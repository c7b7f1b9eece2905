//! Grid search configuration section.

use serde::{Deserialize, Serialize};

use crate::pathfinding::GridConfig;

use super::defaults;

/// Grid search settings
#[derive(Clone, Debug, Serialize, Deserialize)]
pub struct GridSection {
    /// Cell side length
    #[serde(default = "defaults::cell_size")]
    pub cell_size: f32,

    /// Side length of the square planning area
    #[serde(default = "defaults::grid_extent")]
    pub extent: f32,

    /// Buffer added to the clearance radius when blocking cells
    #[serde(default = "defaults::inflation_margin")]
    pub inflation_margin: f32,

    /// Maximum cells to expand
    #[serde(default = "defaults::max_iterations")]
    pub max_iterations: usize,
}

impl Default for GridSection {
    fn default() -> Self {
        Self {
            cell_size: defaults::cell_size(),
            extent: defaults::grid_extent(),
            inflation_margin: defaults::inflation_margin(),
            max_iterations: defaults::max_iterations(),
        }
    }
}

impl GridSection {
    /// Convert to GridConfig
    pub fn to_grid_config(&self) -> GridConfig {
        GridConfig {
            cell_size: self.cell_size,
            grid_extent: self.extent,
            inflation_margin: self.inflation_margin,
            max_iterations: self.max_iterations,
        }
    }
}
--
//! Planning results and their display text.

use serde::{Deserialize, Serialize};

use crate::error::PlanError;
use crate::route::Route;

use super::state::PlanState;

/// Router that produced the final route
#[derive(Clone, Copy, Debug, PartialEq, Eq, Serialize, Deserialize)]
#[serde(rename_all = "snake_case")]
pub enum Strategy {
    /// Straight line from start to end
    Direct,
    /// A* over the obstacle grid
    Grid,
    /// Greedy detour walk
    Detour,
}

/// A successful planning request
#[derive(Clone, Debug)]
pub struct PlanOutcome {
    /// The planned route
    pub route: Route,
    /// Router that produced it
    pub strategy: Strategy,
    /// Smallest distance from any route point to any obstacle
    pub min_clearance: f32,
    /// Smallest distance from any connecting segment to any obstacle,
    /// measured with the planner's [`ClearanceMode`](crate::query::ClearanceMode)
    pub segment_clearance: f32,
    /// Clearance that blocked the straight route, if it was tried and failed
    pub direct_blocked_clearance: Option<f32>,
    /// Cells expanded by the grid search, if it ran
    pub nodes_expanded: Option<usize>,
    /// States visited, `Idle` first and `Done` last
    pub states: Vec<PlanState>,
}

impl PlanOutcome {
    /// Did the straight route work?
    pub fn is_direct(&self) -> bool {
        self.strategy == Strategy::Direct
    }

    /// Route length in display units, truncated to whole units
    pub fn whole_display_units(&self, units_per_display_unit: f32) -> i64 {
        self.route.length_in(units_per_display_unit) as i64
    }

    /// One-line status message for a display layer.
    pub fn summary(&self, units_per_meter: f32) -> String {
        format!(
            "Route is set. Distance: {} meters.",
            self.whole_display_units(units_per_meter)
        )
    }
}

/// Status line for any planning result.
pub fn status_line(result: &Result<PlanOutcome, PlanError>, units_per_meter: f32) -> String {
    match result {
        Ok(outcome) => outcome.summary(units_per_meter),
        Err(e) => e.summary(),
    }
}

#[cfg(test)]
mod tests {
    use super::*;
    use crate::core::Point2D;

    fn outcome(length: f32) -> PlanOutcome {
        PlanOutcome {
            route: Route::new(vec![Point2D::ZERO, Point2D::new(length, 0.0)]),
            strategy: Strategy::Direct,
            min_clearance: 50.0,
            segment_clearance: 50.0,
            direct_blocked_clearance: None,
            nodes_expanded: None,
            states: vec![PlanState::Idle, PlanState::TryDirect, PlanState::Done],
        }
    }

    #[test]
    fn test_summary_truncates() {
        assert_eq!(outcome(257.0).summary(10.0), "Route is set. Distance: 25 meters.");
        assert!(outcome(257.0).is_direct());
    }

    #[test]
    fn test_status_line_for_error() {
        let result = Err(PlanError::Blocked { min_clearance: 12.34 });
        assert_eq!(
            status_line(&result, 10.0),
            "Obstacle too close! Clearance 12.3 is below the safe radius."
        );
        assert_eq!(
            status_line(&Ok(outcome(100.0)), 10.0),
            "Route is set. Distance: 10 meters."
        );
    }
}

* **Requirement**
What are the lines above, starting at the one with "repository c7b7f1b9eece2905" and ending at the one with "pub struct GridSection"? Give them again exactly, and only them.

* **Task result**
repository c7b7f1b9eece2905
//! Grid search configuration section.

use serde::{Deserialize, Serialize};

use crate::pathfinding::GridConfig;

use super::defaults;

/// Grid search settings
#[derive(Clone, Debug, Serialize, Deserialize)]
pub struct GridSection {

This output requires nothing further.